2013-04-25 09:49:20 PM  
Damn, these fat jokes got serious.
 
2013-04-25 09:57:02 PM  
Ironically, a lot of that diabetes might have a root cause in their gut bacteria.  One genus, especially, called enterobacter produces a toxin that strongly contributes to weight gain.  Typically people have 30-40 dominant types bacteria in their gut, but people who are morbidly obese have flora that is almost 1/3rd enterobacter.

Likewise, irritated MAST cells can contribute strongly to weight gain.

Other bacteria, and Archaea, are also extremely important to the equation.  While radical, medically supervised, very low calorie diets for a month or two may be able to halt or reverse early onset diabetes, at least temporarily, there are a bunch of other contributing factors, such as ability to absorb nutrients, metabolism, and yet, what types of food are consumed and how digestible they are.
 
2013-04-25 11:26:00 PM  
FarkedOver

If only people were given a living wage and could afford to make healthier decisions.

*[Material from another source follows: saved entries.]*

//! Application configuration structs
//!
//! Loaded from environment variables (a `.env` file is honoured in development).

use serde::Deserialize;
use std::env;
use std::str::FromStr;

/// Main application configuration
#[derive(Debug, Clone, Deserialize)]
pub struct AppConfig {
    pub app: AppSettings,
    pub api: ServerConfig,
    pub gateway: GatewayConfig,
    pub database: DatabaseConfig,
    /// Absent means single-instance mode: in-memory presence and local fan-out
    pub redis: Option<RedisConfig>,
    pub jwt: JwtConfig,
    pub chat: ChatConfig,
    pub rate_limit: RateLimitConfig,
    pub cors: CorsConfig,
    pub snowflake: SnowflakeConfig,
}

#[derive(Debug, Clone, Deserialize)]
pub struct AppSettings {
    pub name: String,
    pub env: Environment,
}

#[derive(Debug, Clone, Copy, PartialEq, Eq, Deserialize, Default)]
#[serde(rename_all = "lowercase")]
pub enum Environment {
    #[default]
    Development,
    Staging,
    Production,
}

impl Environment {
    #[must_use]
    pub fn is_production(&self) -> bool {
        matches!(self, Self::Production)
    }
}

impl FromStr for Environment {
    type Err = ConfigError;

    fn from_str(s: &str) -> Result<Self, Self::Err> {
        match s.to_lowercase().as_str() {
            "production" => Ok(Self::Production),
            "staging" => Ok(Self::Staging),
            "development" => Ok(Self::Development),
            _ => Err(ConfigError::InvalidValue("APP_ENV", s.to_string())),
        }
    }
}

#[derive(Debug, Clone, Deserialize)]
pub struct ServerConfig {
    pub host: String,
    pub port: u16,
    /// Per-request timeout applied by the HTTP middleware
    pub request_timeout_secs: u64,
}

impl ServerConfig {
    #[must_use]
    pub fn address(&self) -> String {
        format!("{}:{}", self.host, self.port)
    }
}

/// How chat events reach WebSocket connections
#[derive(Debug, Clone, Copy, PartialEq, Eq, Deserialize, Default)]
#[serde(rename_all = "lowercase")]
pub enum FanoutMode {
    /// Gateway mounted in the same process as the REST API
    #[default]
    Local,
    /// Events are published on Redis and every gateway instance delivers its own connections
    Redis,
}

impl FromStr for FanoutMode {
    type Err = ConfigError;

    fn from_str(s: &str) -> Result<Self, Self::Err> {
        match s.to_lowercase().as_str() {
            "local" => Ok(Self::Local),
            "redis" => Ok(Self::Redis),
            _ => Err(ConfigError::InvalidValue("GATEWAY_FANOUT", s.to_string())),
        }
    }
}

#[derive(Debug, Clone, Deserialize)]
pub struct GatewayConfig {
    /// Listen address of the standalone gateway binary
    pub server: ServerConfig,
    pub heartbeat_interval_ms: u64,
    /// Connections silent for longer than this are closed
    pub heartbeat_timeout_ms: u64,
    /// Outbound queue depth per connection
    pub send_buffer: usize,
    pub fanout: FanoutMode,
}

#[derive(Debug, Clone, Deserialize)]
pub struct DatabaseConfig {
    pub url: String,
    pub max_connections: u32,
    pub min_connections: u32,
    pub run_migrations: bool,
    /// Overrides the migrations directory bundled with the db crate
    pub migrations_dir: Option<String>,
}

#[derive(Debug, Clone, Deserialize)]
pub struct RedisConfig {
    pub url: String,
    pub max_connections: u32,
}

#[derive(Debug, Clone, Deserialize)]
pub struct JwtConfig {
    pub secret: String,
    pub access_token_expiry: i64,
}

/// Business rules of the messaging layer
#[derive(Debug, Clone, Deserialize)]
pub struct ChatConfig {
    pub edit_window_minutes: i64,
    pub history_default_limit: i64,
    pub history_max_limit: i64,
    pub search_limit: i64,
}

impl Default for ChatConfig {
    fn default() -> Self {
        Self {
            edit_window_minutes: 15,
            history_default_limit: 50,
            history_max_limit: 100,
            search_limit: 20,
        }
    }
}

#[derive(Debug, Clone, Deserialize)]
pub struct RateLimitConfig {
    pub requests_per_second: u32,
    pub burst: u32,
}

#[derive(Debug, Clone, Deserialize)]
pub struct CorsConfig {
    pub allowed_origins: Vec<String>,
}

#[derive(Debug, Clone, Deserialize)]
pub struct SnowflakeConfig {
    pub worker_id: u16,
}

impl AppConfig {
    /// Load configuration from environment variables
    ///
    /// # Errors
    /// Returns an error if required variables are missing or malformed
    pub fn from_env() -> Result<Self, ConfigError> {
        // Load .env file if present (ignore errors if not found)
        let _ = dotenvy::dotenv();
        Self::from_lookup(|key| env::var(key).ok())
    }

    /// Build the configuration from an arbitrary key lookup
    ///
    /// # Errors
    /// Returns an error if required keys are missing or malformed
    pub fn from_lookup<F>(lookup: F) -> Result<Self, ConfigError>
    where
        F: Fn(&str) -> Option<String>,
    {
        let vars = Vars(&lookup);
        let chat_defaults = ChatConfig::default();

        let worker_id: u16 = vars.parse_or("WORKER_ID", 0)?;
        if worker_id >= 1024 {
            return Err(ConfigError::InvalidValue("WORKER_ID", worker_id.to_string()));
        }

        Ok(Self {
            app: AppSettings {
                name: vars.get_or("APP_NAME", "carechat"),
                env: vars.parse_or("APP_ENV", Environment::Development)?,
            },
            api: ServerConfig {
                host: vars.get_or("API_HOST", "127.0.0.1"),
                port: vars.parse_or("API_PORT", 8080)?,
                request_timeout_secs: vars.parse_or("API_REQUEST_TIMEOUT_SECS", 30)?,
            },
            gateway: GatewayConfig {
                server: ServerConfig {
                    host: vars.get_or("GATEWAY_HOST", "127.0.0.1"),
                    port: vars.parse_or("GATEWAY_PORT", 8081)?,
                    request_timeout_secs: 0,
                },
                heartbeat_interval_ms: vars.parse_or("GATEWAY_HEARTBEAT_INTERVAL_MS", 41_250)?,
                heartbeat_timeout_ms: vars.parse_or("GATEWAY_HEARTBEAT_TIMEOUT_MS", 90_000)?,
                send_buffer: vars.parse_or("GATEWAY_SEND_BUFFER", 256)?,
                fanout: vars.parse_or("GATEWAY_FANOUT", FanoutMode::Local)?,
            },
            database: DatabaseConfig {
                url: vars.require("DATABASE_URL")?,
                max_connections: vars.parse_or("DATABASE_MAX_CONNECTIONS", 20)?,
                min_connections: vars.parse_or("DATABASE_MIN_CONNECTIONS", 5)?,
                run_migrations: vars.parse_or("DATABASE_RUN_MIGRATIONS", true)?,
                migrations_dir: vars.get("DATABASE_MIGRATIONS_DIR"),
            },
            redis: match vars.get("REDIS_URL") {
                Some(url) => Some(RedisConfig {
                    url,
                    max_connections: vars.parse_or("REDIS_MAX_CONNECTIONS", 10)?,
                }),
                None => None,
            },
            jwt: JwtConfig {
                secret: vars.require("JWT_SECRET")?,
                access_token_expiry: vars.parse_or("JWT_ACCESS_TOKEN_EXPIRY", 900)?,
            },
            chat: ChatConfig {
                edit_window_minutes: vars
                    .parse_or("CHAT_EDIT_WINDOW_MINUTES", chat_defaults.edit_window_minutes)?,
                history_default_limit: vars
                    .parse_or("CHAT_HISTORY_DEFAULT_LIMIT", chat_defaults.history_default_limit)?,
                history_max_limit: vars
                    .parse_or("CHAT_HISTORY_MAX_LIMIT", chat_defaults.history_max_limit)?,
                search_limit: vars.parse_or("CHAT_SEARCH_LIMIT", chat_defaults.search_limit)?,
            },
            rate_limit: RateLimitConfig {
                requests_per_second: vars.parse_or("RATE_LIMIT_REQUESTS_PER_SECOND", 10)?,
                burst: vars.parse_or("RATE_LIMIT_BURST", 50)?,
            },
            cors: CorsConfig {
                allowed_origins: vars
                    .get("CORS_ALLOWED_ORIGINS")
                    .map(|s| {
                        s.split(',')
                            .map(str::trim)
                            .filter(|s| !s.is_empty())
                            .map(String::from)
                            .collect()
                    })
                    .unwrap_or_default(),
            },
            snowflake: SnowflakeConfig { worker_id },
        })
    }
}

struct Vars<'a, F>(&'a F);

impl<F> Vars<'_, F>
where
    F: Fn(&str) -> Option<String>,
{
    fn get(&self, key: &str) -> Option<String> {
        (self.0)(key).filter(|v| !v.trim().is_empty())
    }

    fn get_or(&self, key: &str, default: &str) -> String {
        self.get(key).unwrap_or_else(|| default.to_string())
    }

    fn require(&self, key: &'static str) -> Result<String, ConfigError> {
        self.get(key).ok_or(ConfigError::MissingVar(key))
    }

    fn parse_or<T: FromStr>(&self, key: &'static str, default: T) -> Result<T, ConfigError> {
        match self.get(key) {
            Some(raw) => raw
                .trim()
                .parse()
                .map_err(|_| ConfigError::InvalidValue(key, raw)),
            None => Ok(default),
        }
    }
}

/// Configuration errors
#[derive(Debug, thiserror::Error)]
pub enum ConfigError {
    #[error("Missing required environment variable: {0}")]
    MissingVar(&'static str),

    #[error("Invalid value for {0}: {1}")]
    InvalidValue(&'static str, String),
}
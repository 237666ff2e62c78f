//! Standalone gateway entry point
//!
//! ```bash
//! GATEWAY_FANOUT=redis cargo run -p carechat-gateway
//! ```

use anyhow::Context;
use carechat_common::{try_init_tracing, AppConfig};
use tracing::{error, info};

#[tokio::main]
async fn main() {
    if let Err(e) = try_init_tracing() {
        eprintln!("Warning: Failed to initialize tracing: {e}");
    }

    if let Err(e) = run().await {
        error!(error = %format!("{e:#}"), "Gateway failed");
        std::process::exit(1);
    }
}

async fn run() -> anyhow::Result<()> {
    info!("Starting CareChat gateway...");

    let config = AppConfig::from_env().context("failed to load configuration")?;
    info!(
        env = ?config.app.env,
        address = %config.gateway.server.address(),
        "Configuration loaded"
    );

    carechat_gateway::run(config).await?;
    Ok(())
}
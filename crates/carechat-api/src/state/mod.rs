//! Application state
//!
//! Holds the shared state for the Axum application: the service context
//! shared with the gateway, the token validator and the backends probed by
//! the readiness check.

use std::sync::Arc;

use carechat_cache::RedisPool;
use carechat_common::{AppConfig, JwtService};
use carechat_db::PgPool;
use carechat_gateway::{Backends, GatewayState};
use carechat_service::ServiceContext;

/// Application state shared across all handlers
#[derive(Clone)]
pub struct AppState {
    services: Arc<ServiceContext>,
    jwt: Arc<JwtService>,
    config: Arc<AppConfig>,
    /// None when the stores are in-memory
    db: Option<PgPool>,
    redis: Option<RedisPool>,
}

impl AppState {
    pub fn new(services: Arc<ServiceContext>, jwt: Arc<JwtService>, config: AppConfig) -> Self {
        Self {
            services,
            jwt,
            config: Arc::new(config),
            db: None,
            redis: None,
        }
    }

    /// Share the gateway's services so REST-triggered events reach its sockets
    pub fn from_gateway(gateway: &GatewayState, config: AppConfig) -> Self {
        Self::new(gateway.services_handle(), gateway.jwt_handle(), config)
    }

    #[must_use]
    pub fn with_backends(mut self, backends: &Backends) -> Self {
        self.db = Some(backends.db.clone());
        self.redis.clone_from(&backends.redis);
        self
    }

    pub fn services(&self) -> &ServiceContext {
        &self.services
    }

    pub fn config(&self) -> &AppConfig {
        &self.config
    }

    pub fn jwt_service(&self) -> &JwtService {
        &self.jwt
    }

    pub fn db(&self) -> Option<&PgPool> {
        self.db.as_ref()
    }

    pub fn redis(&self) -> Option<&RedisPool> {
        self.redis.as_ref()
    }
}

impl std::fmt::Debug for AppState {
    fn fmt(&self, f: &mut std::fmt::Formatter<'_>) -> std::fmt::Result {
        f.debug_struct("AppState")
            .field("services", &"ServiceContext")
            .field("db", &self.db.is_some())
            .field("redis", &self.redis.is_some())
            .finish_non_exhaustive()
    }
}
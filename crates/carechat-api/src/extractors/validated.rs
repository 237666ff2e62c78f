//! Validated JSON and query extractors
//!
//! Deserialize, then run the `validator` rules of the target type.

use axum::{
    async_trait,
    extract::{rejection::JsonRejection, FromRequest, FromRequestParts, Query, Request},
    http::request::Parts,
    Json,
};
use serde::de::DeserializeOwned;
use validator::Validate;

use crate::response::ApiError;

/// Validated JSON extractor
///
/// Extracts a JSON body and validates it using the `validator` crate.
/// The inner type must implement both `Deserialize` and `Validate`.
#[derive(Debug, Clone)]
pub struct ValidatedJson<T>(pub T);

#[async_trait]
impl<S, T> FromRequest<S> for ValidatedJson<T>
where
    S: Send + Sync,
    T: DeserializeOwned + Validate,
{
    type Rejection = ApiError;

    async fn from_request(req: Request, state: &S) -> Result<Self, Self::Rejection> {
        let Json(value) = Json::<T>::from_request(req, state)
            .await
            .map_err(|e: JsonRejection| ApiError::invalid_body(e.body_text()))?;

        value.validate()?;

        Ok(ValidatedJson(value))
    }
}

/// Validated query string extractor
#[derive(Debug, Clone)]
pub struct ValidatedQuery<T>(pub T);

#[async_trait]
impl<S, T> FromRequestParts<S> for ValidatedQuery<T>
where
    S: Send + Sync,
    T: DeserializeOwned + Validate,
{
    type Rejection = ApiError;

    async fn from_request_parts(parts: &mut Parts, state: &S) -> Result<Self, Self::Rejection> {
        let Query(value) = Query::<T>::from_request_parts(parts, state)
            .await
            .map_err(|e| ApiError::invalid_query(e.body_text()))?;

        value.validate()?;

        Ok(ValidatedQuery(value))
    }
}
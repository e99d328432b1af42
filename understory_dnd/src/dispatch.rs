// Copyright 2025 the Understory Authors
// SPDX-License-Identifier: Apache-2.0 OR MIT

//! Delivery of one event to one element.
//!
//! ## Mechanisms
//!
//! Hosts expose one of two ways to run listeners:
//! - [`DispatchEvent`]: the standards mechanism, handed the event object.
//! - [`FireEvent`]: the legacy mechanism, handed `"on" + type` and the event.
//!
//! An [`Element`] fixes the mechanism when it is built, so [`dispatch`] never
//! inspects a target at call time. [`Element::Inert`] stands for a target that
//! exposes neither; dispatching to it does nothing.
//!
//! ## Carrier threading
//!
//! [`dispatch`] optionally installs a carrier from a previous step before
//! delivery and always returns the carrier the event holds afterwards, so the
//! caller can pass it on by value.

use alloc::boxed::Box;

use log::{debug, trace};

use crate::carrier::DataCarrier;
use crate::event::SyntheticEvent;

/// Standards dispatch: deliver the event object to the element's listeners.
pub trait DispatchEvent<V> {
    /// Run every listener registered for `event`'s type, synchronously.
    fn dispatch_event(&self, event: &mut SyntheticEvent<V>);
}

/// Legacy dispatch: trigger the element's handler by name.
pub trait FireEvent<V> {
    /// Run the handler registered as `handler` (e.g. `"ondrop"`), synchronously.
    fn fire_event(&self, handler: &str, event: &mut SyntheticEvent<V>);
}

impl<V, T: DispatchEvent<V> + ?Sized> DispatchEvent<V> for &T {
    #[inline]
    fn dispatch_event(&self, event: &mut SyntheticEvent<V>) {
        (**self).dispatch_event(event);
    }
}

impl<V, T: FireEvent<V> + ?Sized> FireEvent<V> for &T {
    #[inline]
    fn fire_event(&self, handler: &str, event: &mut SyntheticEvent<V>) {
        (**self).fire_event(handler, event);
    }
}

/// Which mechanism an [`Element`] uses.
#[derive(Copy, Clone, Debug, Eq, PartialEq)]
pub enum Mechanism {
    /// [`DispatchEvent`].
    Standard,
    /// [`FireEvent`] with `"on" + type`.
    Legacy,
    /// Neither; dispatch is a no-op.
    Unsupported,
}

/// An event target bound to exactly one dispatch mechanism.
pub enum Element<'a, V> {
    /// Target exposing standards dispatch.
    Standard(Box<dyn DispatchEvent<V> + 'a>),
    /// Target exposing only the legacy named trigger.
    Legacy(Box<dyn FireEvent<V> + 'a>),
    /// Target exposing neither mechanism.
    Inert,
}

impl<V> core::fmt::Debug for Element<'_, V> {
    fn fmt(&self, f: &mut core::fmt::Formatter<'_>) -> core::fmt::Result {
        f.debug_tuple("Element").field(&self.mechanism()).finish()
    }
}

impl<'a, V> Element<'a, V> {
    /// Bind a target to the standards mechanism.
    pub fn standard(target: impl DispatchEvent<V> + 'a) -> Self {
        Self::Standard(Box::new(target))
    }

    /// Bind a target to the legacy mechanism.
    pub fn legacy(target: impl FireEvent<V> + 'a) -> Self {
        Self::Legacy(Box::new(target))
    }

    /// Mechanism this element was bound to.
    pub fn mechanism(&self) -> Mechanism {
        match self {
            Self::Standard(_) => Mechanism::Standard,
            Self::Legacy(_) => Mechanism::Legacy,
            Self::Inert => Mechanism::Unsupported,
        }
    }
}

/// Outcome of a single [`dispatch`].
#[derive(Debug)]
pub struct Dispatched<V> {
    /// Carrier held by the event after its listeners ran.
    pub carrier: DataCarrier<V>,
    /// Mechanism that delivered the event.
    pub mechanism: Mechanism,
    /// Whether a listener prevented the default action.
    pub default_prevented: bool,
}

/// Deliver `event` to `element`.
///
/// When `carrier` is `Some`, it replaces the event's own carrier first; the
/// event's original carrier is dropped. Listeners run before this returns.
pub fn dispatch<V>(
    element: &Element<'_, V>,
    mut event: SyntheticEvent<V>,
    carrier: Option<DataCarrier<V>>,
) -> Dispatched<V> {
    if let Some(carrier) = carrier {
        let _fresh = event.replace_data_transfer(carrier);
    }
    match element {
        Element::Standard(target) => {
            trace!(
                "dispatch `{}` (carrier {:?})",
                event.event_type(),
                event.data_transfer().id()
            );
            target.dispatch_event(&mut event);
        }
        Element::Legacy(target) => {
            let handler = event.legacy_handler_name();
            trace!(
                "fire `{handler}` (carrier {:?})",
                event.data_transfer().id()
            );
            target.fire_event(&handler, &mut event);
        }
        Element::Inert => {
            debug!(
                "no dispatch mechanism for `{}`; skipped",
                event.event_type()
            );
        }
    }
    let default_prevented = event.default_prevented();
    Dispatched {
        carrier: event.into_data_transfer(),
        mechanism: element.mechanism(),
        default_prevented,
    }
}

Where the fark do you live that has water more expensive than soda?

For fark sake start taking responsibility and stop blaming others.
 
2013-04-26 01:38:43 AM  
This New Yorker here keeps gradually gaining weight and I'm the heaviest I've ever been --  202 pounds and 5 foot 4. Was down to 170 pounds a year and a half ago after recuperating from a serious illness. Wanted to get down further to below 150 pounds, but instead gained 30 pounds plus.  Don't want to look at myself in mirror. Clothes are all tight. Have more difficulty with steps.  The culprit for me is life style and habits have worsened.  Spend increasing amount of time on computer/internet/sitting.  Make breakfast and lunch. But rarely cook anymore which I used to do regularly,  and eat dinners out now mostly.  Snack too much. I rarely exercise. My dog is extremely elderly and can not go on long walks anymore.  I've never had diabetes; but I'm way overdue for an appointment with my internist. Need check up and blood tests.  Ran out of lipitor for high cholesterol.  Need to spend less time on computer, begin exercise, cook dinners.  I don't want to look like that morbidly obese woman in the Post picture.